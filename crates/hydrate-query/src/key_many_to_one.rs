//! Links key-many-to-one identifier components to instances joined in the
//! same row.
//!
//! A non-embedded composite identifier can reference another entity. When
//! that entity is already selected by the template, either as the entity the
//! identifier holder was reached from or as a join hanging off the holder,
//! the assembler reuses it instead of resolving the reference separately.

use std::collections::HashMap;

use hydrate_core::{
    EntityPersister, ForeignKeyDirection, IdentifierType, Metamodel, Result, ToOneKind,
    ToOneMapping,
};

use crate::association::Association;
use crate::template::KeyManyToOneTarget;

/// Per entity index, the key-many-to-one components whose target is in the row.
pub(crate) fn resolve_key_many_to_one_targets(
    metamodel: &Metamodel,
    root: &EntityPersister,
    root_alias: &str,
    associations: &[Association],
    positions: &HashMap<String, usize>,
) -> Result<Vec<(usize, Vec<KeyManyToOneTarget>)>> {
    let holders = std::iter::once((root_alias, root.entity_name())).chain(
        associations
            .iter()
            .filter_map(|a| a.entity_name().map(|name| (a.rhs_alias.as_str(), name))),
    );

    let mut resolved = Vec::new();
    for (alias, entity_name) in holders {
        let persister = metamodel.persister(entity_name)?;
        let IdentifierType::Composite {
            embedded: false,
            components,
        } = persister.identifier_type()
        else {
            continue;
        };
        let Some(&holder) = positions.get(alias) else {
            continue;
        };

        let mut targets = Vec::new();
        for (component, id_component) in components.iter().enumerate() {
            let Some(target) = &id_component.key_many_to_one else {
                continue;
            };
            if let Some(entity) =
                joined_target(root, root_alias, alias, target, associations, positions)
            {
                targets.push(KeyManyToOneTarget { component, entity });
            }
        }
        if !targets.is_empty() {
            tracing::trace!(entity = %entity_name, alias, ?targets, "key-many-to-one targets");
            resolved.push((holder, targets));
        }
    }
    Ok(resolved)
}

fn joined_target(
    root: &EntityPersister,
    root_alias: &str,
    alias: &str,
    target: &str,
    associations: &[Association],
    positions: &HashMap<String, usize>,
) -> Option<usize> {
    // The entity this holder was joined from, matched by name.
    let lhs_alias = associations
        .iter()
        .find(|a| a.rhs_alias == alias)
        .map(|a| a.lhs_alias.as_str());
    if let Some(lhs_alias) = lhs_alias {
        let lhs_entity = if lhs_alias == root_alias {
            Some(root.entity_name())
        } else {
            associations
                .iter()
                .find(|a| a.rhs_alias == lhs_alias)
                .and_then(Association::entity_name)
        };
        if lhs_entity == Some(target) {
            if let Some(&entity) = positions.get(lhs_alias) {
                return Some(entity);
            }
        }
    }

    // A many-to-one from the holder onto the same target, matched by type.
    let key_type = ToOneMapping {
        target_entity: target.to_string(),
        kind: ToOneKind::ManyToOne,
        direction: ForeignKeyDirection::FromParent,
        mapped_by: None,
    };
    associations
        .iter()
        .filter(|a| a.lhs_alias == alias)
        .find(|a| a.to_one() == Some(&key_type))
        .and_then(|a| positions.get(&a.rhs_alias).copied())
}
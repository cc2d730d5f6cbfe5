//! Database connection trait.
//!
//! The loader needs a narrow slice of a driver: prepare a statement, run it,
//! release it. All operations integrate with asupersync's structured
//! concurrency via `Cx` for cancellation and timeout handling.

use crate::dialect::Dialect;
use crate::row::Row;
use crate::value::Value;
use asupersync::{Cx, Outcome};

/// A prepared statement for repeated execution.
#[derive(Debug, Clone)]
pub struct PreparedStatement {
    /// Unique identifier for this prepared statement (driver-specific)
    id: u64,
    /// The SQL text, already rendered for the dialect
    sql: String,
    /// Number of expected parameters
    param_count: usize,
}

impl PreparedStatement {
    /// Create a new prepared statement.
    ///
    /// This is typically called by the driver, not by users directly.
    #[must_use]
    pub fn new(id: u64, sql: String, param_count: usize) -> Self {
        Self {
            id,
            sql,
            param_count,
        }
    }

    #[must_use]
    pub const fn id(&self) -> u64 {
        self.id
    }

    #[must_use]
    pub fn sql(&self) -> &str {
        &self.sql
    }

    #[must_use]
    pub const fn param_count(&self) -> usize {
        self.param_count
    }

    /// Check if the provided parameters match the expected count.
    #[must_use]
    pub fn validate_params(&self, params: &[Value]) -> bool {
        params.len() == self.param_count
    }
}

/// A database connection capable of running load statements.
///
/// Drivers report failures as `Error::Query` (with SQLSTATE when the
/// database supplies one) or `Error::Connection`; loaders translate them.
pub trait Connection: Send + Sync {
    /// SQL dialect spoken by this connection.
    fn dialect(&self) -> Dialect;

    /// Execute a query and return all rows.
    fn query(
        &self,
        cx: &Cx,
        sql: &str,
        params: &[Value],
    ) -> impl Future<Output = Outcome<Vec<Row>, crate::Error>> + Send;

    /// Execute a statement and return rows affected.
    fn execute(
        &self,
        cx: &Cx,
        sql: &str,
        params: &[Value],
    ) -> impl Future<Output = Outcome<u64, crate::Error>> + Send;

    /// Prepare a statement for execution.
    fn prepare(
        &self,
        cx: &Cx,
        sql: &str,
    ) -> impl Future<Output = Outcome<PreparedStatement, crate::Error>> + Send;

    /// Execute a prepared statement and return all rows.
    fn query_prepared(
        &self,
        cx: &Cx,
        stmt: &PreparedStatement,
        params: &[Value],
    ) -> impl Future<Output = Outcome<Vec<Row>, crate::Error>> + Send;

    /// Release a prepared statement's resources.
    ///
    /// Synchronous so it can run from a drop guard on every exit path.
    fn release(&self, stmt: &PreparedStatement);
}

---

→ **WHAT THE EXERCISE ASKS**: A verbatim transcription of all the entries above is required.

→ **ANSWER SECTION**:
filename crates/hydrate-query/src/key_many_to_one.rs
//! Links key-many-to-one identifier components to instances joined in the
//! same row.
//!
//! A non-embedded composite identifier can reference another entity. When
//! that entity is already selected by the template, either as the entity the
//! identifier holder was reached from or as a join hanging off the holder,
//! the assembler reuses it instead of resolving the reference separately.

use std::collections::HashMap;

use hydrate_core::{
    EntityPersister, ForeignKeyDirection, IdentifierType, Metamodel, Result, ToOneKind,
    ToOneMapping,
};

use crate::association::Association;
use crate::template::KeyManyToOneTarget;

/// Per entity index, the key-many-to-one components whose target is in the row.
pub(crate) fn resolve_key_many_to_one_targets(
    metamodel: &Metamodel,
    root: &EntityPersister,
    root_alias: &str,
    associations: &[Association],
    positions: &HashMap<String, usize>,
) -> Result<Vec<(usize, Vec<KeyManyToOneTarget>)>> {
    let holders = std::iter::once((root_alias, root.entity_name())).chain(
        associations
            .iter()
            .filter_map(|a| a.entity_name().map(|name| (a.rhs_alias.as_str(), name))),
    );

    let mut resolved = Vec::new();
    for (alias, entity_name) in holders {
        let persister = metamodel.persister(entity_name)?;
        let IdentifierType::Composite {
            embedded: false,
            components,
        } = persister.identifier_type()
        else {
            continue;
        };
        let Some(&holder) = positions.get(alias) else {
            continue;
        };

        let mut targets = Vec::new();
        for (component, id_component) in components.iter().enumerate() {
            let Some(target) = &id_component.key_many_to_one else {
                continue;
            };
            if let Some(entity) =
                joined_target(root, root_alias, alias, target, associations, positions)
            {
                targets.push(KeyManyToOneTarget { component, entity });
            }
        }
        if !targets.is_empty() {
            tracing::trace!(entity = %entity_name, alias, ?targets, "key-many-to-one targets");
            resolved.push((holder, targets));
        }
    }
    Ok(resolved)
}

fn joined_target(
    root: &EntityPersister,
    root_alias: &str,
    alias: &str,
    target: &str,
    associations: &[Association],
    positions: &HashMap<String, usize>,
) -> Option<usize> {
    // The entity this holder was joined from, matched by name.
    let lhs_alias = associations
        .iter()
        .find(|a| a.rhs_alias == alias)
        .map(|a| a.lhs_alias.as_str());
    if let Some(lhs_alias) = lhs_alias {
        let lhs_entity = if lhs_alias == root_alias {
            Some(root.entity_name())
        } else {
            associations
                .iter()
                .find(|a| a.rhs_alias == lhs_alias)
                .and_then(Association::entity_name)
        };
        if lhs_entity == Some(target) {
            if let Some(&entity) = positions.get(lhs_alias) {
                return Some(entity);
            }
        }
    }

    // A many-to-one from the holder onto the same target, matched by type.
    let key_type = ToOneMapping {
        target_entity: target.to_string(),
        kind: ToOneKind::ManyToOne,
        direction: ForeignKeyDirection::FromParent,
        mapped_by: None,
    };
    associations
        .iter()
        .filter(|a| a.lhs_alias == alias)
        .find(|a| a.to_one() == Some(&key_type))
        .and_then(|a| positions.get(&a.rhs_alias).copied())
}
repository cc2d730d5f6cbfe5
//! Database connection trait.
//!
//! The loader needs a narrow slice of a driver: prepare a statement, run it,
//! release it. All operations integrate with asupersync's structured
//! concurrency via `Cx` for cancellation and timeout handling.

use crate::dialect::Dialect;
use crate::row::Row;
use crate::value::Value;
use asupersync::{Cx, Outcome};

/// A prepared statement for repeated execution.
#[derive(Debug, Clone)]
pub struct PreparedStatement {
    /// Unique identifier for this prepared statement (driver-specific)
    id: u64,
    /// The SQL text, already rendered for the dialect
    sql: String,
    /// Number of expected parameters
    param_count: usize,
}

impl PreparedStatement {
    /// Create a new prepared statement.
    ///
    /// This is typically called by the driver, not by users directly.
    #[must_use]
    pub fn new(id: u64, sql: String, param_count: usize) -> Self {
        Self {
            id,
            sql,
            param_count,
        }
    }

    #[must_use]
    pub const fn id(&self) -> u64 {
        self.id
    }

    #[must_use]
    pub fn sql(&self) -> &str {
        &self.sql
    }

    #[must_use]
    pub const fn param_count(&self) -> usize {
        self.param_count
    }

    /// Check if the provided parameters match the expected count.
    #[must_use]
    pub fn validate_params(&self, params: &[Value]) -> bool {
        params.len() == self.param_count
    }
}

/// A database connection capable of running load statements.
///
/// Drivers report failures as `Error::Query` (with SQLSTATE when the
/// database supplies one) or `Error::Connection`; loaders translate them.
pub trait Connection: Send + Sync {
    /// SQL dialect spoken by this connection.
    fn dialect(&self) -> Dialect;

    /// Execute a query and return all rows.
    fn query(
        &self,
        cx: &Cx,
        sql: &str,
        params: &[Value],
    ) -> impl Future<Output = Outcome<Vec<Row>, crate::Error>> + Send;

    /// Execute a statement and return rows affected.
    fn execute(
        &self,
        cx: &Cx,
        sql: &str,
        params: &[Value],
    ) -> impl Future<Output = Outcome<u64, crate::Error>> + Send;

    /// Prepare a statement for execution.
    fn prepare(
        &self,
        cx: &Cx,
        sql: &str,
    ) -> impl Future<Output = Outcome<PreparedStatement, crate::Error>> + Send;

    /// Execute a prepared statement and return all rows.
    fn query_prepared(
        &self,
        cx: &Cx,
        stmt: &PreparedStatement,
        params: &[Value],
    ) -> impl Future<Output = Outcome<Vec<Row>, crate::Error>> + Send;

    /// Release a prepared statement's resources.
    ///
    /// Synchronous so it can run from a drop guard on every exit path.
    fn release(&self, stmt: &PreparedStatement);
}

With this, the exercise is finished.